For detailed instructions on configuring your CockroachDB instance for CDC,
refer to the [CockroachDB documentation](https://www.cockroachlabs.com/docs/stable/create-changefeed).

## B. Ingest data in Materialize

### 1. (Optional) Create a cluster

> **Note:** If you are prototyping and already have a cluster to host your Kafka
> source (e.g. `quickstart`), **you can skip this step**. For production
> scenarios, we recommend separating your workloads into multiple clusters for
> [resource isolation](/sql/create-cluster/#resource-isolation).

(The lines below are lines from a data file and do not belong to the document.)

// src/models/chapter.rs

use serde::{Deserialize, Serialize};
use sqlx::FromRow;

/// Represents the 'chapters' table in the database.
#[derive(Debug, Clone, FromRow, Serialize, Deserialize)]
pub struct Chapter {
    pub id: i64,
    pub name: String,
    pub description: Option<String>,
    pub subject_id: i64,
}
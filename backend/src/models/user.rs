// src/models/user.rs

use serde::{Deserialize, Serialize};
use sqlx::FromRow;
use validator::Validate;

/// Represents the 'users' table in the database.
#[derive(Debug, Clone, FromRow, Serialize, Deserialize)]
pub struct User {
    pub id: i64,

    /// Unique, email-shaped login name.
    pub username: String,

    /// Argon2 password hash.
    /// Skipped during serialization to prevent leaking sensitive data.
    #[serde(skip)]
    pub password_hash: String,

    /// Display name.
    pub name: String,

    pub email: String,

    pub dob: Option<chrono::NaiveDate>,

    pub is_admin: bool,

    pub branch_id: Option<i64>,

    pub created_at: Option<chrono::DateTime<chrono::Utc>>,
}

impl User {
    pub fn role(&self) -> &'static str {
        if self.is_admin { "admin" } else { "user" }
    }
}

/// DTO for self-registration.
#[derive(Debug, Deserialize, Validate)]
pub struct RegisterRequest {
    #[validate(email(message = "Username must be an email address."))]
    pub username: String,
    #[validate(length(
        min = 8,
        max = 128,
        message = "Password length must be between 8 and 128 characters."
    ))]
    pub password: String,
    #[validate(must_match(other = "password", message = "Passwords do not match."))]
    pub confirm_password: String,
    #[validate(length(min = 1, max = 100, message = "Name is required."))]
    pub name: String,
    /// Defaults to the username when omitted.
    #[validate(email(message = "Email must be a valid address."))]
    pub email: Option<String>,
    pub dob: chrono::NaiveDate,
    pub branch_id: Option<i64>,
}

/// DTO for user login.
#[derive(Debug, Deserialize, Validate)]
pub struct LoginRequest {
    #[validate(length(min = 1, max = 254))]
    pub username: String,
    #[validate(length(min = 1, max = 128))]
    pub password: String,
}

/// DTO for changing one's own password.
#[derive(Debug, Deserialize, Validate)]
pub struct ChangePasswordRequest {
    #[validate(length(min = 1, max = 128, message = "Current password is required."))]
    pub current_password: String,
    #[validate(length(
        min = 8,
        max = 128,
        message = "Password length must be between 8 and 128 characters."
    ))]
    pub password: String,
    #[validate(must_match(other = "password", message = "Passwords do not match."))]
    pub confirm_password: String,
}

/// Current rights of a user, read from the database rather than from a token.
#[derive(Debug, Clone, Copy, PartialEq, Eq, FromRow)]
pub struct Viewer {
    pub is_admin: bool,
    pub branch_id: Option<i64>,
}
// src/models/score.rs

use std::collections::HashMap;

use serde::{Deserialize, Serialize};
use sqlx::FromRow;

use crate::models::question::PublicQuestion;

/// Represents the 'scores' table in the database.
/// One row per recorded quiz attempt; rows are never updated.
#[derive(Debug, Clone, FromRow, Serialize, Deserialize)]
pub struct Score {
    pub id: i64,
    pub quiz_id: i64,
    pub user_id: i64,
    #[serde(skip)]
    pub attempt_id: String,
    /// Sum of marks of the correctly answered questions.
    pub score: i64,
    /// Sum of marks of every question at grading time.
    pub max_score: i64,
    pub correct_count: i64,
    pub question_count: i64,
    pub created_at: Option<chrono::DateTime<chrono::Utc>>,
}

/// DTO returned when an attempt starts.
#[derive(Debug, Serialize)]
pub struct StartQuizResponse {
    pub quiz_id: i64,
    pub quiz_name: String,
    pub time_limit: i64,
    pub questions: Vec<PublicQuestion>,
    pub attempt_token: String,
    pub expires_in: u64, // seconds
}

/// DTO for submitting a quiz attempt.
#[derive(Debug, Deserialize)]
pub struct SubmitQuizRequest {
    /// The token received from the start endpoint.
    pub attempt_token: String,

    /// User's answers map.
    /// Key: Question ID
    /// Value: chosen option slot (1-4)
    #[serde(default)]
    pub answers: HashMap<i64, i64>,
}

#[derive(Debug, Deserialize)]
pub struct ResultParams {
    pub score: i64,
}

/// Result view of one attempt.
#[derive(Debug, Serialize)]
pub struct AttemptResult {
    pub quiz_id: i64,
    pub quiz_name: String,
    pub score: i64,
    pub max_score: i64,
    pub question_count: i64,
    pub percentage: f64,
}

/// Response of a successful submission.
#[derive(Debug, Serialize)]
pub struct SubmissionResponse {
    pub score_id: i64,
    pub correct_count: i64,
    #[serde(flatten)]
    pub result: AttemptResult,
}

/// Score total of one subject for one user.
#[derive(Debug, Clone, PartialEq, Eq, Serialize, FromRow)]
pub struct SubjectTotal {
    pub subject_id: i64,
    pub subject_name: String,
    pub total_score: i64,
}

/// Aggregate over every attempt of one user.
///
/// `wrong_answers` counts questions, not attempts: every question of every
/// attempt that was not answered correctly (including unanswered ones).
#[derive(Debug, Clone, PartialEq, Eq, Serialize, FromRow)]
pub struct AttemptSummary {
    pub attempts: i64,
    pub total_score: i64,
    pub max_score: i64,
    pub correct_answers: i64,
    pub wrong_answers: i64,
    pub points_missed: i64,
}

/// One recorded attempt joined with its quiz and subject.
#[derive(Debug, Serialize, FromRow)]
pub struct HistoryEntry {
    pub score_id: i64,
    pub quiz_id: i64,
    pub quiz_name: String,
    pub subject_name: String,
    pub score: i64,
    pub max_score: i64,
    pub created_at: Option<chrono::DateTime<chrono::Utc>>,
}

/// Everything the profile page shows for one user.
#[derive(Debug, Serialize)]
pub struct UserStats {
    pub summary: AttemptSummary,
    pub top_subject: Option<SubjectTotal>,
    pub history: Vec<HistoryEntry>,
}
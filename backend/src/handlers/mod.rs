// src/handlers/mod.rs

pub mod admin;
pub mod auth;
pub mod catalog;
pub mod profile;
pub mod quiz;
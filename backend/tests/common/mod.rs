// tests/common/mod.rs
//
// Shared harness: every test gets its own in-memory database and server.

#![allow(dead_code)]

use std::str::FromStr;

use quizles::{config::Config, routes, services::accounts, state::AppState};
use reqwest::{Client, Response};
use serde_json::{Value, json};
use sqlx::{
    SqlitePool,
    sqlite::{SqliteConnectOptions, SqlitePoolOptions},
};

pub const ADMIN_USERNAME: &str = "admin@quizles.test";
pub const ADMIN_PASSWORD: &str = "admin-password";
pub const PASSWORD: &str = "password123";

pub struct TestApp {
    pub address: String,
    pub pool: SqlitePool,
    pub client: Client,
}

/// Helper function to spawn the app on a random port for testing.
pub async fn spawn_app() -> TestApp {
    let options = SqliteConnectOptions::from_str("sqlite::memory:")
        .expect("Invalid SQLite URL")
        .foreign_keys(true);

    // A single connection that never expires keeps the in-memory database alive.
    let pool = SqlitePoolOptions::new()
        .max_connections(1)
        .idle_timeout(None)
        .max_lifetime(None)
        .connect_with(options)
        .await
        .expect("Failed to open in-memory SQLite");

    sqlx::migrate!("./migrations")
        .run(&pool)
        .await
        .expect("Failed to migrate database");

    let config = Config {
        database_url: "sqlite::memory:".to_string(),
        jwt_secret: "test_secret_for_integration_tests".to_string(),
        jwt_expiration: 600,
        attempt_token_ttl: 600,
        rust_log: "error".to_string(),
        port: 0,
        admin_username: Some(ADMIN_USERNAME.to_string()),
        admin_password: Some(ADMIN_PASSWORD.to_string()),
    };

    accounts::seed_admin(&pool, &config)
        .await
        .expect("Failed to seed admin");

    let app = routes::create_router(AppState {
        pool: pool.clone(),
        config,
    });

    let listener = tokio::net::TcpListener::bind("127.0.0.1:0")
        .await
        .expect("Failed to bind random port");
    let port = listener.local_addr().unwrap().port();

    tokio::spawn(async move {
        axum::serve(listener, app).await.unwrap();
    });

    TestApp {
        address: format!("http://127.0.0.1:{}", port),
        pool,
        client: Client::new(),
    }
}

/// The seeded "Algebra Basics" quiz: two questions worth 5 and 10 marks whose
/// correct options are 2 and 4.
pub struct Catalog {
    pub branch_id: i64,
    pub subject_id: i64,
    pub chapter_id: i64,
    pub quiz_id: i64,
    pub q1: i64,
    pub q2: i64,
}

impl TestApp {
    pub fn url(&self, path: &str) -> String {
        format!("{}{}", self.address, path)
    }

    pub async fn get(&self, token: &str, path: &str) -> Response {
        self.client
            .get(self.url(path))
            .bearer_auth(token)
            .send()
            .await
            .expect("Failed to execute request")
    }

    pub async fn post(&self, token: &str, path: &str, body: &Value) -> Response {
        self.client
            .post(self.url(path))
            .bearer_auth(token)
            .json(body)
            .send()
            .await
            .expect("Failed to execute request")
    }

    pub async fn put(&self, token: &str, path: &str, body: &Value) -> Response {
        self.client
            .put(self.url(path))
            .bearer_auth(token)
            .json(body)
            .send()
            .await
            .expect("Failed to execute request")
    }

    pub async fn patch(&self, token: &str, path: &str, body: &Value) -> Response {
        self.client
            .patch(self.url(path))
            .bearer_auth(token)
            .json(body)
            .send()
            .await
            .expect("Failed to execute request")
    }

    pub async fn delete(&self, token: &str, path: &str) -> Response {
        self.client
            .delete(self.url(path))
            .bearer_auth(token)
            .send()
            .await
            .expect("Failed to execute request")
    }

    pub async fn login(&self, username: &str, password: &str) -> String {
        let response = self
            .client
            .post(self.url("/api/auth/login"))
            .json(&json!({ "username": username, "password": password }))
            .send()
            .await
            .expect("Failed to execute request");
        assert_eq!(response.status().as_u16(), 200, "login failed for {username}");

        let body: Value = response.json().await.unwrap();
        body["token"].as_str().unwrap().to_string()
    }

    pub async fn admin_token(&self) -> String {
        self.login(ADMIN_USERNAME, ADMIN_PASSWORD).await
    }

    /// Registers a user and returns its login token.
    pub async fn register(&self, username: &str, branch_id: Option<i64>) -> String {
        let response = self
            .client
            .post(self.url("/api/auth/register"))
            .json(&json!({
                "username": username,
                "password": PASSWORD,
                "confirm_password": PASSWORD,
                "name": "Quiz Taker",
                "dob": "2000-05-17",
                "branch_id": branch_id,
            }))
            .send()
            .await
            .expect("Failed to execute request");
        assert_eq!(response.status().as_u16(), 201, "registration failed for {username}");

        self.login(username, PASSWORD).await
    }

    /// Creates a record through the admin API and returns its id.
    pub async fn create(&self, token: &str, model: &str, body: Value) -> i64 {
        let response = self.post(token, &format!("/api/admin/{model}"), &body).await;
        let status = response.status().as_u16();
        let created: Value = response.json().await.unwrap();
        assert_eq!(status, 201, "creating {model} failed: {created}");
        created["id"].as_i64().unwrap()
    }

    pub async fn count(&self, table: &str) -> i64 {
        sqlx::query_scalar(&format!("SELECT COUNT(*) FROM {table}"))
            .fetch_one(&self.pool)
            .await
            .unwrap()
    }

    pub async fn seed_catalog(&self, admin: &str) -> Catalog {
        let branch_id = self
            .create(admin, "branches", json!({ "name": "Science", "description": "Sciences" }))
            .await;
        let subject_id = self
            .create(admin, "subjects", json!({ "name": "Mathematics", "branch_id": branch_id }))
            .await;
        let chapter_id = self
            .create(admin, "chapters", json!({ "name": "Algebra", "subject_id": subject_id }))
            .await;
        let quiz_id = self
            .create(
                admin,
                "quizzes",
                json!({ "name": "Algebra Basics", "chapter_id": chapter_id, "question_count": 2, "time_limit": 600 }),
            )
            .await;
        let q1 = self
            .create(admin, "questions", question(quiz_id, "What is 1 + 1?", 2, 5))
            .await;
        let q2 = self
            .create(admin, "questions", question(quiz_id, "What is 2 * 2?", 4, 10))
            .await;

        Catalog {
            branch_id,
            subject_id,
            chapter_id,
            quiz_id,
            q1,
            q2,
        }
    }

    /// Starts and submits one attempt, returning the submission response.
    pub async fn take_quiz(&self, token: &str, quiz_id: i64, answers: Value) -> Value {
        let started: Value = self
            .post(token, &format!("/api/quizzes/{quiz_id}/start"), &json!({}))
            .await
            .json()
            .await
            .unwrap();

        let response = self
            .post(
                token,
                &format!("/api/quizzes/{quiz_id}/submit"),
                &json!({ "attempt_token": started["attempt_token"], "answers": answers }),
            )
            .await;
        assert_eq!(response.status().as_u16(), 200);
        response.json().await.unwrap()
    }
}

pub fn question(quiz_id: i64, text: &str, correct_option: i64, marks: i64) -> Value {
    json!({
        "quiz_id": quiz_id,
        "question_text": text,
        "option1": "1",
        "option2": "2",
        "option3": "3",
        "option4": "4",
        "correct_option": correct_option,
        "marks": marks,
    })
}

In Materialize, a [cluster](/concepts/clusters/) is an isolated environment,
similar to a virtual warehouse in Snowflake. When you create a cluster, you
choose the size of its compute resource allocation based on the work you need
the cluster to do, whether ingesting data from a source, computing
always-up-to-date query results, serving results to external clients, or a
combination.

In this step, you'll create a dedicated cluster for ingesting source data from
topics in your Kafka (or Kafka-API compatible) broker.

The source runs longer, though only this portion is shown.